Officials in Israel and Arab countries also told Washington the time wasn’t right for a strike, U.S. officials said. The situation in Iran was too volatile, the Middle Eastern leaders said, and the protests had already been largely subdued by the regime’s heavy-handed crackdown. Plus, it was unclear who would lead the opposition if somehow Tehran’s government crumbled under U.S. air power.
Iran’s national security adviser Ali Larijani and other officials lobbied regional nations, including Gulf monarchies, Iraq and Turkey, to pressure Trump to stand down on Wednesday, according to Arab officials. In a string of “bullet points,” the Iranian officials said Persian Gulf nations such as Qatar, the United Arab Emirates and Saudi Arabia would face retaliation on the American bases they host if Iran was attacked, the Arab officials said.
By Wednesday afternoon, Trump’s messaging about the need for a strike appeared to change. He told reporters in the White House that Iran informed the administration that the killing of protesters had stopped, though he didn’t reveal who relayed the message. “There’s no plan for executions,” he said. “I have been told that on good authority.” Trump further repeated an Iranian talking point that the demonstrators had been shooting at regime authorities, too.
Araghchi, the top Iranian diplomat, that evening claimed in a Fox News interview the regime would stop killing and hanging protesters.
Trump would also speak Wednesday evening on the telephone with Netanyahu, the U.S. officials said. The Israeli leader reiterated the U.S. shouldn’t strike Iran at this time, as there were questions about whether the bombings were coming too late to help protesters. Israel, for one, would certainly need a better-positioned U.S. military to help defend the country from an Iranian retaliation.
Still, the U.S. on Thursday was sending more military assets toward Iran, a sign that Trump might again consider an attack. Leavitt, the White House press secretary, told reporters that the president’s stance was still the same: “If the killing continues, there will be grave consequences.” She did, however, say the administration was pleased that Iran had committed to not executing 800 people.

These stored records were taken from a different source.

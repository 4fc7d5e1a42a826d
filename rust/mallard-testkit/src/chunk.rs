//! In-memory data chunks.

use std::cell::Cell;
use std::rc::Rc;

use mallard_common::{Result, error::Error};
use mallard_decode::source::{ColumnVector, DataChunk};

use crate::column::TestColumn;

/// An in-memory data chunk: a set of equally sized column vectors plus a row
/// count.
///
/// Dropping the chunk models the engine's chunk release. A chunk can carry a
/// release flag (see [`TestChunk::with_release_flag`]) that its destructor
/// sets, which [`crate::TestSource`] uses to verify that the reader releases
/// every chunk before fetching the next one.
#[derive(Debug)]
pub struct TestChunk {
    columns: Vec<TestColumn>,
    row_count: usize,
    release_flag: Option<Rc<Cell<bool>>>,
}

impl TestChunk {
    /// Creates a chunk over the given columns with the given row count.
    ///
    /// # Panics
    ///
    /// Panics if a column's data buffer is too small for `row_count` slots of
    /// its type; tests should not build chunks the engine could not produce.
    pub fn new(columns: Vec<TestColumn>, row_count: usize) -> TestChunk {
        for column in &columns {
            if let Some(width) = column.logical_type().id.fixed_width() {
                assert!(
                    column.data().len() >= row_count * width,
                    "column buffer too small for {row_count} rows"
                );
            }
        }
        TestChunk {
            columns,
            row_count,
            release_flag: None,
        }
    }

    /// Attaches a flag the chunk's destructor will set.
    pub fn with_release_flag(mut self, flag: Rc<Cell<bool>>) -> TestChunk {
        self.release_flag = Some(flag);
        self
    }
}

impl DataChunk for TestChunk {
    type Vector<'a> = &'a TestColumn;

    fn column_count(&self) -> usize {
        self.columns.len()
    }

    fn row_count(&self) -> usize {
        self.row_count
    }

    fn vector(&self, index: usize) -> Result<Self::Vector<'_>> {
        self.columns
            .get(index)
            .ok_or_else(|| Error::index_out_of_bounds(index, self.columns.len()))
    }
}

impl Drop for TestChunk {
    fn drop(&mut self) {
        if let Some(flag) = &self.release_flag {
            flag.set(true);
        }
    }
}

Leavitt didn’t say where that figure came from.
By Friday morning, Trump, too, was happy with Iran’s pronouncements that no more hangings would take place, and toned down his rhetoric. “I greatly respect the fact that all scheduled hangings…have been cancelled by the leadership of Iran. Thank you!”
Sen. Lindsey Graham, a Trump ally, similarly adjusted his tone after spending the week openly pushing for a large-scale assault. The South Carolina Republican, who earlier this week compared Iran’s regime to the Nazis and called for stopping its crackdown “by any means necessary,” wrote on Friday that averting the 800 hangings Trump claimed had been planned was a significant accomplishment. “Hopefully, people won’t have to live under this regime and threat forever.”